** Opening Data in this exercise block **

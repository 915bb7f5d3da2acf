use crate::bitstream::BitStream;
use crate::error::{ErrorContext, ErrorKind, NullContext, Res};
use crate::huffman::{CanonicalHuffman, MAX_SYMBOL_VALUE};
use crate::static_table::static_decoder;

/// Parses a run-length-encoded Huffman table description (§4.4) from the
/// bit stream, using the static decoder to decode the descriptor symbols,
/// and builds a fresh [`CanonicalHuffman`] from the collected pairs.
pub(crate) fn parse_table(bits: &mut BitStream) -> Res<CanonicalHuffman> {
    let ctx = NullContext;
    let alphabet_size = bits.take(16)? as usize;
    if alphabet_size > MAX_SYMBOL_VALUE {
        return ctx.raise(
            ErrorKind::InvalidTable,
            format!(
                "table alphabet size {} exceeds maximum of {}",
                alphabet_size, MAX_SYMBOL_VALUE
            ),
        );
    }

    let static_decoder = static_decoder();
    let mut pairs = Vec::new();
    let mut r: i32 = alphabet_size as i32 - 1;
    while r >= 0 {
        let descriptor = static_decoder.decode_symbol(bits)?;
        let code_length = (descriptor & 0x1F) as u8;
        let run = ((descriptor >> 5) + 1) as i32;
        if code_length == 0 {
            r -= run;
        } else {
            for _ in 0..run {
                if r < 0 {
                    break;
                }
                pairs.push((r as u16, code_length));
                r -= 1;
            }
        }
    }

    log::debug!(
        "parsed table: alphabet_size={}, {} codes assigned",
        alphabet_size, pairs.len()
    );
    CanonicalHuffman::build(&pairs)
}
use crate::huffman::CanonicalHuffman;
use std::sync::OnceLock;

/// The `(symbol, code_length)` pairs that seed the process-wide static
/// decoder (§4.3). Order matters: [`CanonicalHuffman::build`] assigns
/// shorter codes to symbols that appear later within a length group, so
/// this exact ordering is part of the format.
#[rustfmt::skip]
pub(crate) const STATIC_PAIRS: [(u16, u8); 249] = [
    (0, 3), (1, 3), (2, 4), (3, 4), (4, 5), (5, 5), (6, 5),
    (7, 5), (8, 5), (9, 5), (10, 5), (11, 6), (12, 7), (13, 7),
    (14, 7), (15, 7), (16, 7), (17, 7), (18, 7), (19, 7), (20, 7),
    (21, 7), (22, 7), (23, 7), (24, 7), (25, 7), (26, 7), (27, 7),
    (28, 8), (29, 8), (30, 8), (31, 8), (32, 8), (33, 8), (34, 8),
    (35, 8), (36, 8), (37, 8), (38, 8), (39, 8), (40, 8), (41, 8),
    (42, 8), (43, 8), (44, 8), (45, 8), (46, 8), (47, 8), (48, 8),
    (49, 8), (50, 8), (51, 8), (52, 8), (53, 8), (54, 8), (55, 8),
    (56, 8), (57, 8), (58, 8), (59, 8), (60, 8), (61, 8), (62, 8),
    (63, 8), (64, 8), (65, 8), (66, 9), (67, 9), (68, 9), (69, 9),
    (70, 9), (71, 9), (72, 9), (73, 9), (74, 9), (75, 9), (76, 9),
    (77, 9), (78, 9), (79, 9), (80, 9), (81, 9), (82, 9), (83, 9),
    (84, 9), (85, 9), (86, 9), (87, 9), (88, 9), (89, 9), (90, 9),
    (91, 9), (92, 9), (93, 9), (94, 9), (95, 9), (96, 9), (97, 9),
    (98, 9), (99, 9), (100, 9), (101, 9), (102, 9), (103, 10), (104, 10),
    (105, 10), (106, 10), (107, 10), (108, 10), (109, 10), (110, 10), (111, 10),
    (112, 10), (113, 10), (114, 10), (115, 10), (116, 10), (117, 10), (118, 10),
    (119, 10), (120, 10), (121, 10), (122, 10), (123, 10), (124, 10), (125, 10),
    (126, 11), (127, 11), (128, 11), (129, 11), (130, 11), (131, 11), (132, 11),
    (133, 11), (134, 11), (135, 11), (136, 11), (137, 11), (138, 11), (139, 11),
    (140, 11), (141, 11), (142, 11), (143, 11), (144, 11), (145, 11), (146, 11),
    (147, 11), (148, 11), (149, 11), (150, 11), (151, 11), (152, 11), (153, 12),
    (154, 12), (155, 12), (156, 12), (157, 12), (158, 12), (159, 12), (160, 12),
    (161, 12), (162, 12), (163, 12), (164, 12), (165, 12), (166, 12), (167, 12),
    (168, 12), (169, 12), (170, 12), (171, 12), (172, 12), (173, 12), (174, 12),
    (175, 12), (176, 12), (177, 12), (178, 12), (179, 12), (180, 12), (181, 13),
    (182, 13), (183, 13), (184, 13), (185, 13), (186, 13), (187, 13), (188, 13),
    (189, 14), (190, 14), (191, 14), (192, 15), (193, 15), (194, 15), (195, 15),
    (196, 15), (197, 15), (198, 15), (199, 15), (200, 15), (201, 15), (202, 15),
    (203, 15), (204, 15), (205, 15), (206, 15), (207, 15), (208, 15), (209, 15),
    (210, 15), (211, 15), (212, 15), (213, 15), (214, 15), (215, 15), (216, 15),
    (217, 15), (218, 15), (219, 16), (220, 16), (221, 16), (222, 16), (223, 16),
    (224, 16), (225, 16), (226, 16), (227, 16), (228, 16), (229, 16), (230, 16),
    (231, 16), (232, 16), (233, 16), (234, 16), (235, 16), (236, 16), (237, 16),
    (238, 16), (239, 16), (240, 16), (241, 16), (242, 16), (243, 16), (244, 16),
    (245, 16), (246, 16), (247, 16), (248, 16),
];

static STATIC_DECODER: OnceLock<CanonicalHuffman> = OnceLock::new();

/// Returns the process-lifetime static Huffman decoder (§4.3), building it
/// on first use. Safe to call concurrently: [`OnceLock`] serializes the
/// one-time construction so racing first callers never build it twice.
pub(crate) fn static_decoder() -> &'static CanonicalHuffman {
    STATIC_DECODER.get_or_init(|| {
        CanonicalHuffman::build(&STATIC_PAIRS).expect("static table is a fixed, valid literal")
    })
}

** Closing Data in this exercise block **

**Exercise directions**
Stop at the line containing "the collected pairs.". Please print exactly every line before it from the start of the records, plus that line itself, and nothing else.

**Result below**
repository 915bb7f5d3da2acf
use crate::bitstream::BitStream;
use crate::error::{ErrorContext, ErrorKind, NullContext, Res};
use crate::huffman::{CanonicalHuffman, MAX_SYMBOL_VALUE};
use crate::static_table::static_decoder;

/// Parses a run-length-encoded Huffman table description (§4.4) from the
/// bit stream, using the static decoder to decode the descriptor symbols,
/// and builds a fresh [`CanonicalHuffman`] from the collected pairs.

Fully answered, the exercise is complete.